▸ Action item: Begin with the first line of the listing and quote every line through the one containing "Hash, Serialize, Deserialize)]"; give only those lines.

▸ Supplied material:

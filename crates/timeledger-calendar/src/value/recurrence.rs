use chrono::{NaiveDate, NaiveTime, TimeZone};
use rrule::{RRule, Tz, Unvalidated};
use serde::{Deserialize, Serialize};

use timeledger_core::constants::DATE_FORMAT;

use crate::error::ValueError;
use crate::value::time::weekday_from_iso;

#[derive(Debug, Clone, Copy, PartialEq, Eq, Hash, Serialize, Deserialize)]
#[serde(rename_all = "UPPERCASE")]
pub enum Frequency {
    Daily,
    Weekly,
    Monthly,
}

impl Frequency {
    #[must_use]
    pub const fn as_str(&self) -> &'static str {
        match self {
            Self::Daily => "DAILY",
            Self::Weekly => "WEEKLY",
            Self::Monthly => "MONTHLY",
        }
    }
}

/// Recurrence hint attached to exceptions.
///
/// The expander never consumes it; callers use [`RecurrenceRule::preview`] to
/// enumerate the dates a repeating exception would cover.
#[derive(Debug, Clone, PartialEq, Eq, Serialize, Deserialize)]
pub struct RecurrenceRule {
    #[serde(rename = "type")]
    pub frequency: Frequency,
    pub interval: u32,
    /// ISO weekday numbers, only meaningful for weekly rules.
    #[serde(default, skip_serializing_if = "Vec::is_empty")]
    pub weekdays: Vec<u8>,
    #[serde(default, skip_serializing_if = "Option::is_none")]
    pub until: Option<NaiveDate>,
    #[serde(default, skip_serializing_if = "Option::is_none")]
    pub count: Option<u32>,
}

impl RecurrenceRule {
    #[must_use]
    pub const fn new(frequency: Frequency, interval: u32) -> Self {
        Self {
            frequency,
            interval,
            weekdays: Vec::new(),
            until: None,
            count: None,
        }
    }

    /// ## Summary
    /// Checks the interval and weekday list.
    ///
    /// ## Errors
    /// Returns `ValueError::InvalidRecurrence` for a zero interval, weekdays
    /// on a non-weekly rule, or a weekday outside `1..=7`.
    pub fn validate(&self) -> Result<(), ValueError> {
        if self.interval < 1 {
            return Err(ValueError::InvalidRecurrence(
                "interval must be at least 1".to_string(),
            ));
        }
        if !self.weekdays.is_empty() && self.frequency != Frequency::Weekly {
            return Err(ValueError::InvalidRecurrence(format!(
                "weekdays are only allowed on WEEKLY rules, got {}",
                self.frequency.as_str()
            )));
        }
        for &weekday in &self.weekdays {
            weekday_from_iso(i64::from(weekday))?;
        }
        Ok(())
    }

    /// ## Summary
    /// Reads an optional recurrence column. `NULL` and empty text yield `None`.
    ///
    /// ## Errors
    /// Returns an error for malformed JSON or an invalid rule.
    pub fn from_column(column: Option<&str>) -> Result<Option<Self>, ValueError> {
        match column.map(str::trim) {
            None | Some("" | "null") => Ok(None),
            Some(text) => {
                let rule: Self = serde_json::from_str(text)?;
                rule.validate()?;
                Ok(Some(rule))
            }
        }
    }

    /// ## Errors
    /// Returns an error if the rule cannot be encoded as JSON.
    pub fn to_column(&self) -> Result<String, ValueError> {
        Ok(serde_json::to_string(self)?)
    }

    /// ## Summary
    /// Renders the rule as RFC 5545 `RRULE` text.
    #[must_use]
    pub fn to_rrule_text(&self) -> String {
        let mut text = format!("FREQ={};INTERVAL={}", self.frequency.as_str(), self.interval);

        if !self.weekdays.is_empty() {
            let days: Vec<&str> = self
                .weekdays
                .iter()
                .filter_map(|&n| byday_code(n))
                .collect();
            text.push_str(";BYDAY=");
            text.push_str(&days.join(","));
        }
        if let Some(until) = self.until {
            text.push_str(&format!(";UNTIL={}T235959Z", until.format("%Y%m%d")));
        }
        if let Some(count) = self.count {
            text.push_str(&format!(";COUNT={count}"));
        }

        text
    }

    /// ## Summary
    /// Lists up to `limit` dates produced by the rule starting at `start`.
    ///
    /// ## Errors
    /// Returns `ValueError::InvalidRecurrence` if the rule is invalid or the
    /// recurrence library rejects it.
    pub fn preview(&self, start: NaiveDate, limit: u16) -> Result<Vec<NaiveDate>, ValueError> {
        self.validate()?;

        let rrule = self
            .to_rrule_text()
            .parse::<RRule<Unvalidated>>()
            .map_err(|err| ValueError::InvalidRecurrence(err.to_string()))?;

        // Dates are floating, so UTC midnight stands in for local midnight.
        let dt_start = Tz::UTC.from_utc_datetime(&start.and_time(NaiveTime::MIN));
        let rrule_set = rrule
            .build(dt_start)
            .map_err(|err| ValueError::InvalidRecurrence(err.to_string()))?;

        let dates = rrule_set
            .all(limit)
            .dates
            .into_iter()
            .map(|dt| dt.date_naive())
            .collect();

        tracing::trace!(
            rule = %self.to_rrule_text(),
            start = %start.format(DATE_FORMAT),
            "Previewed recurrence"
        );

        Ok(dates)
    }
}

fn byday_code(iso: u8) -> Option<&'static str> {
    match iso {
        1 => Some("MO"),
        2 => Some("TU"),
        3 => Some("WE"),
        4 => Some("TH"),
        5 => Some("FR"),
        6 => Some("SA"),
        7 => Some("SU"),
        _ => None,
    }
}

▸ Result of the task:
filename crates/timeledger-calendar/src/value/recurrence.rs
use chrono::{NaiveDate, NaiveTime, TimeZone};
use rrule::{RRule, Tz, Unvalidated};
use serde::{Deserialize, Serialize};

use timeledger_core::constants::DATE_FORMAT;

use crate::error::ValueError;
use crate::value::time::weekday_from_iso;

#[derive(Debug, Clone, Copy, PartialEq, Eq, Hash, Serialize, Deserialize)]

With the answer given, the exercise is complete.